Listed entries:
.....

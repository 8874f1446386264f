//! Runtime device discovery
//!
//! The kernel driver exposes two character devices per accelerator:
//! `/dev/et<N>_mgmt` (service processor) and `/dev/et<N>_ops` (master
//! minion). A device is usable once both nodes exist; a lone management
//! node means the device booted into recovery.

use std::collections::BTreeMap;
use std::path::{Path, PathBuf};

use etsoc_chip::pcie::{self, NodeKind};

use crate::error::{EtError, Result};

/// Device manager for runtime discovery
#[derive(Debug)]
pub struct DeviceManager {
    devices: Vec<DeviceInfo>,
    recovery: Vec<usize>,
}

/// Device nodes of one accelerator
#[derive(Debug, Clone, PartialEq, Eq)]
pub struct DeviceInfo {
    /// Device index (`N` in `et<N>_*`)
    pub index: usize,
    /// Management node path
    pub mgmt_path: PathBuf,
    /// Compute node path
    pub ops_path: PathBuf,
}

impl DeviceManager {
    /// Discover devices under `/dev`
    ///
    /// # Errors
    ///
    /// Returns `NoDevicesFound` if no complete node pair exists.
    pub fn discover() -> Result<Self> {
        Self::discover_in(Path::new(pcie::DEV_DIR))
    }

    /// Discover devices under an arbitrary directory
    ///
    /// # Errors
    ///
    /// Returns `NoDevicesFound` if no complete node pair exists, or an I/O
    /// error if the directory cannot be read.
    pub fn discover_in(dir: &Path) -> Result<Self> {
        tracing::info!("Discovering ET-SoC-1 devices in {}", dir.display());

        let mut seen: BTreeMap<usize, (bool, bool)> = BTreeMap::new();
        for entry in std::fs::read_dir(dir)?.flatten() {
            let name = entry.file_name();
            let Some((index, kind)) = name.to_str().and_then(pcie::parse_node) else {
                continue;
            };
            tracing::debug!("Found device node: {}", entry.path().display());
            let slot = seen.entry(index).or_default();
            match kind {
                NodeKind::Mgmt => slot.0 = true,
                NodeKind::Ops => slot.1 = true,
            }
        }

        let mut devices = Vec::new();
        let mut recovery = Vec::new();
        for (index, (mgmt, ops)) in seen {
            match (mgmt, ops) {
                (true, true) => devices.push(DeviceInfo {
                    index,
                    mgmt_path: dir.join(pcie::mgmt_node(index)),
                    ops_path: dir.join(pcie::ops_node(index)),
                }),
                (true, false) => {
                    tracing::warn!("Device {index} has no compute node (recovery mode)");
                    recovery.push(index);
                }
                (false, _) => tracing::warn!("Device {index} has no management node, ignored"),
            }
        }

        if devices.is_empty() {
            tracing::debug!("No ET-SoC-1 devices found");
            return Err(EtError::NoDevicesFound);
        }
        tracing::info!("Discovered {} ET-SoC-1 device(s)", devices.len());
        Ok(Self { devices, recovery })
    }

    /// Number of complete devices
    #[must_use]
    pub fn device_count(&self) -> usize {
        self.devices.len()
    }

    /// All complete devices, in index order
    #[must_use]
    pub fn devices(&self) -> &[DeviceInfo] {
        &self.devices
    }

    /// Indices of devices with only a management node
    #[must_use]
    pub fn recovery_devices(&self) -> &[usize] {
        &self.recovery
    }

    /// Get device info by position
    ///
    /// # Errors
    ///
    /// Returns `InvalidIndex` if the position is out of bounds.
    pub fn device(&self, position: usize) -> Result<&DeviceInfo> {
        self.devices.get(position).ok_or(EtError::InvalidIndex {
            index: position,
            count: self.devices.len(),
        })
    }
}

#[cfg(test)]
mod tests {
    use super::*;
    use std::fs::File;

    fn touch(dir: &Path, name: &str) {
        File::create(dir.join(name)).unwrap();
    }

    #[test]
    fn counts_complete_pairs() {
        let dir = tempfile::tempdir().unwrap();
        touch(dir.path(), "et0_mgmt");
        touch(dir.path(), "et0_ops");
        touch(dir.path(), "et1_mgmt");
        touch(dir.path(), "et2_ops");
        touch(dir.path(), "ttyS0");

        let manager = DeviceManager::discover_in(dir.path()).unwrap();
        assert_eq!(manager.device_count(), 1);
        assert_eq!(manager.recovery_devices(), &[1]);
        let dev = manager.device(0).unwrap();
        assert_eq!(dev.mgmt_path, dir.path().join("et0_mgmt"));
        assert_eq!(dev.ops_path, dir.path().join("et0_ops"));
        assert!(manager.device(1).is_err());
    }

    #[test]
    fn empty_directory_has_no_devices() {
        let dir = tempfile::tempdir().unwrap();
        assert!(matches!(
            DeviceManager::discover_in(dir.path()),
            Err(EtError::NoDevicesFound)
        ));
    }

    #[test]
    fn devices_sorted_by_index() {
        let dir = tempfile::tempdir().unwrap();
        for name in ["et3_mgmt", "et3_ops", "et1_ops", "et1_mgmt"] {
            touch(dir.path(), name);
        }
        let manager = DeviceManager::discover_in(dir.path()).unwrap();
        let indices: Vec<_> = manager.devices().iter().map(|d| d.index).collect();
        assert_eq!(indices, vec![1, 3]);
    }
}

.....

Task goal:
Within the data above, the lines from the one with "pub fn device_count(&self)" to the one with "pub fn device(&self, position: usize)" must be repeated exactly; no other line belongs in the answer.

Exercise response:
    pub fn device_count(&self) -> usize {
        self.devices.len()
    }

    /// All complete devices, in index order
    #[must_use]
    pub fn devices(&self) -> &[DeviceInfo] {
        &self.devices
    }

    /// Indices of devices with only a management node
    #[must_use]
    pub fn recovery_devices(&self) -> &[usize] {
        &self.recovery
    }

    /// Get device info by position
    ///
    /// # Errors
    ///
    /// Returns `InvalidIndex` if the position is out of bounds.
    pub fn device(&self, position: usize) -> Result<&DeviceInfo> {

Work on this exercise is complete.